Only lines containing the word "RenderCommand" belong in the answer; copy each one from the records.

▶ Dataset
※
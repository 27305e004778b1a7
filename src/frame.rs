use crate::enums::Plane;
use crate::enums::WindowMode;
use crate::overlay::OverlayBox;
use crate::window::DisplayRange;

use ab_glyph::FontRef;
use ab_glyph::PxScale;
use image::ImageResult;
use image::Rgb;
use image::RgbImage;
use imageproc::drawing::draw_hollow_rect_mut;
use imageproc::drawing::draw_text_mut;
use imageproc::rect::Rect;
use ndarray::Array2;
use ndarray::ArrayView2;
use std::path::Path;
use tracing::warn;

const FONT_DATA: &[u8] = include_bytes!("../assets/DejaVuSansMono.ttf");
const LABEL_SIZE: f32 = 12.0;
const TITLE_COLOR: Rgb<u8> = Rgb([255, 255, 255]);

/// Everything a presenter needs to draw the current view.
///
/// A viewer owns exactly one frame and updates it in place on every render.
#[derive(Debug, Clone)]
pub struct Frame {
    pub plane: Plane,
    pub slice_index: usize,
    pub window: WindowMode,
    pub title: String,
    /// Windowed display intensities, (rows, columns)
    pub raster: Array2<f32>,
    /// Range mapped to black..white
    pub display_range: DisplayRange,
    pub overlays: Vec<OverlayBox>,
    /// Cosmetic figure size in inches, passed through untouched
    pub figure_size: (f32, f32),
}

impl Frame {
    pub fn dim(&self) -> (usize, usize) {
        self.raster.dim()
    }

    /// Rasterize to RGB with box outlines and labels drawn in their colors
    /// and the title in the top-left corner.
    pub fn to_image(&self) -> RgbImage {
        let mut image = raster_to_rgb(&self.raster.view(), self.display_range);
        for overlay in &self.overlays {
            let (x, y, width, height) = overlay.outline();
            draw_hollow_rect_mut(
                &mut image,
                Rect::at(x, y).of_size(width, height),
                overlay.color.0,
            );
        }

        let font = match FontRef::try_from_slice(FONT_DATA) {
            Ok(font) => font,
            Err(err) => {
                warn!(%err, "failed to load label font, drawing outlines only");
                return image;
            }
        };
        let scale = PxScale::from(LABEL_SIZE);
        for overlay in &self.overlays {
            let (x, y) = overlay.label_anchor();
            draw_text_mut(&mut image, overlay.color.0, x, y, scale, &font, &overlay.label);
        }
        if !self.title.is_empty() {
            draw_text_mut(&mut image, TITLE_COLOR, 2, 2, scale, &font, &self.title);
        }
        image
    }

    pub fn save(&self, path: impl AsRef<Path>) -> ImageResult<()> {
        self.to_image().save(path)
    }
}

pub(crate) fn raster_to_rgb(raster: &ArrayView2<'_, f32>, range: DisplayRange) -> RgbImage {
    let (height, width) = raster.dim();
    RgbImage::from_fn(width as u32, height as u32, |x, y| {
        let value = range.normalize_to_u8(raster[[y as usize, x as usize]]);
        Rgb([value, value, value])
    })
}
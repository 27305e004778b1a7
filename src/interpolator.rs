use ndarray::Array2;
use ndarray::ArrayView2;
use ndarray::Zip;

pub(crate) struct Interpolator;

impl Interpolator {
    /// Resample `slice` into `out`, stretching it to the output dimensions.
    pub(crate) fn resample_into(slice: &ArrayView2<'_, f32>, out: &mut Array2<f32>) {
        let (slice_height, slice_width) = slice.dim();
        let (height, width) = out.dim();
        if slice_height == 0 || slice_width == 0 {
            return;
        }

        Zip::indexed(out).par_for_each(|(y, x), value| {
            // Normalized coordinates with half-pixel offset
            let norm_x = (x as f32 + 0.5) / width as f32;
            let norm_y = (y as f32 + 0.5) / height as f32;

            let src_x = norm_x * slice_width as f32 - 0.5;
            let src_y = norm_y * slice_height as f32 - 0.5;

            let src_x = src_x.max(0.0).min((slice_width - 1) as f32);
            let src_y = src_y.max(0.0).min((slice_height - 1) as f32);

            *value = Self::bilinear_interpolate(slice, src_y, src_x);
        });
    }

    #[inline]
    pub(crate) fn bilinear_interpolate(slice: &ArrayView2<'_, f32>, y: f32, x: f32) -> f32 {
        let (height, width) = slice.dim();

        let y0 = y.floor() as usize;
        let x0 = x.floor() as usize;
        let y1 = (y0 + 1).min(height - 1);
        let x1 = (x0 + 1).min(width - 1);

        let dy = y - y0 as f32;
        let dx = x - x0 as f32;
        let one_minus_dx = 1.0 - dx;
        let one_minus_dy = 1.0 - dy;

        let v00 = slice[[y0, x0]];
        let v01 = slice[[y0, x1]];
        let v10 = slice[[y1, x0]];
        let v11 = slice[[y1, x1]];

        let v0 = v00.mul_add(one_minus_dx, v01 * dx);
        let v1 = v10.mul_add(one_minus_dx, v11 * dx);

        v0.mul_add(one_minus_dy, v1 * dy)
    }
}
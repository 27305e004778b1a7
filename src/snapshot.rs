//! Batch output: frames, single slices and slice montages written to image files.

use crate::event::ViewerEvent;
use crate::frame::Frame;
use crate::frame::raster_to_rgb;
use crate::overlay::BoxColor;
use crate::viewer::EventHandler;
use crate::viewer::RenderCommand;
use crate::window::DisplayRange;

use image::GenericImage;
use image::Rgb;
use image::RgbImage;
use imageproc::drawing::draw_hollow_rect_mut;
use imageproc::rect::Rect;
use ndarray::ArrayView2;
use std::fs;
use std::path::Path;
use std::path::PathBuf;
use thiserror::Error;
use tracing::debug;
use tracing::info;

#[derive(Debug, Error)]
pub enum SnapshotError {
    #[error("Nothing to render")]
    Empty,

    #[error("IO error: {0}")]
    Io(#[from] std::io::Error),

    #[error("Image error: {0}")]
    Image(#[from] image::ImageError),
}

/// Display back-end receiving rendered frames.
pub trait FramePresenter {
    type Error;

    fn present(&mut self, frame: &Frame) -> Result<(), Self::Error>;
}

/// Writes every presented frame to `<dir>/<prefix>_<nnnn>.png`.
#[derive(Debug)]
pub struct FileSequencePresenter {
    dir: PathBuf,
    prefix: String,
    written: Vec<PathBuf>,
}

impl FileSequencePresenter {
    pub fn new(dir: impl AsRef<Path>, prefix: impl Into<String>) -> Result<Self, SnapshotError> {
        fs::create_dir_all(dir.as_ref())?;
        Ok(Self {
            dir: dir.as_ref().to_path_buf(),
            prefix: prefix.into(),
            written: Vec::new(),
        })
    }

    pub fn written(&self) -> &[PathBuf] {
        &self.written
    }
}

impl FramePresenter for FileSequencePresenter {
    type Error = SnapshotError;

    fn present(&mut self, frame: &Frame) -> Result<(), SnapshotError> {
        let path = self
            .dir
            .join(format!("{}_{:04}.png", self.prefix, self.written.len()));
        frame.save(&path)?;
        debug!(path = %path.display(), title = %frame.title, "frame written");
        self.written.push(path);
        Ok(())
    }
}

/// Present the current frame, then feed `events` one at a time, presenting
/// every redraw. Returns the number of frames presented.
pub fn replay<H, P>(
    handler: &mut H,
    events: impl IntoIterator<Item = ViewerEvent>,
    presenter: &mut P,
) -> Result<usize, P::Error>
where
    H: EventHandler,
    P: FramePresenter,
{
    presenter.present(handler.current_frame())?;
    let mut presented = 1;
    for event in events {
        if let RenderCommand::Redraw(frame) = handler.handle_event(event) {
            presenter.present(frame)?;
            presented += 1;
        }
    }
    Ok(presented)
}

/// Save one 2D slice with 2D boxes `[row_min, col_min, row_max, col_max]`
/// outlined in red. Intensities are scaled to the slice's own range.
pub fn save_slice(
    slice: ArrayView2<'_, f32>,
    boxes: &[[i32; 4]],
    path: impl AsRef<Path>,
) -> Result<(), SnapshotError> {
    let range = DisplayRange::of(&slice).ok_or(SnapshotError::Empty)?;
    let mut image = raster_to_rgb(&slice, range);
    for &[row_min, col_min, row_max, col_max] in boxes {
        let width = (col_max - col_min + 1).max(1) as u32;
        let height = (row_max - row_min + 1).max(1) as u32;
        draw_hollow_rect_mut(
            &mut image,
            Rect::at(col_min - 1, row_min - 1).of_size(width, height),
            BoxColor::RED.0,
        );
    }
    image.save(path)?;
    Ok(())
}

/// Tile `slices` row-major into a grid with `ncols` columns and save it.
/// Each tile is scaled to its own intensity range; empty cells stay black.
pub fn save_montage(
    slices: &[ArrayView2<'_, f32>],
    ncols: usize,
    path: impl AsRef<Path>,
) -> Result<(), SnapshotError> {
    let image = montage(slices, ncols)?;
    image.save(path.as_ref())?;
    info!(
        path = %path.as_ref().display(),
        tiles = slices.len(),
        "montage written"
    );
    Ok(())
}

pub fn montage(slices: &[ArrayView2<'_, f32>], ncols: usize) -> Result<RgbImage, SnapshotError> {
    if slices.is_empty() || ncols == 0 {
        return Err(SnapshotError::Empty);
    }
    let tile_height = slices.iter().map(|s| s.nrows()).max().unwrap_or(0) as u32;
    let tile_width = slices.iter().map(|s| s.ncols()).max().unwrap_or(0) as u32;
    if tile_height == 0 || tile_width == 0 {
        return Err(SnapshotError::Empty);
    }

    let nrows = slices.len().div_ceil(ncols) as u32;
    let mut canvas = RgbImage::from_pixel(tile_width * ncols as u32, tile_height * nrows, Rgb([0, 0, 0]));

    for (i, slice) in slices.iter().enumerate() {
        let Some(range) = DisplayRange::of(slice) else {
            continue;
        };
        let tile = raster_to_rgb(slice, range);
        let x = (i % ncols) as u32 * tile_width;
        let y = (i / ncols) as u32 * tile_height;
        canvas.copy_from(&tile, x, y)?;
    }
    Ok(canvas)
}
※
▶ Response for this exercise
use crate::viewer::RenderCommand;
        if let RenderCommand::Redraw(frame) = handler.handle_event(event) {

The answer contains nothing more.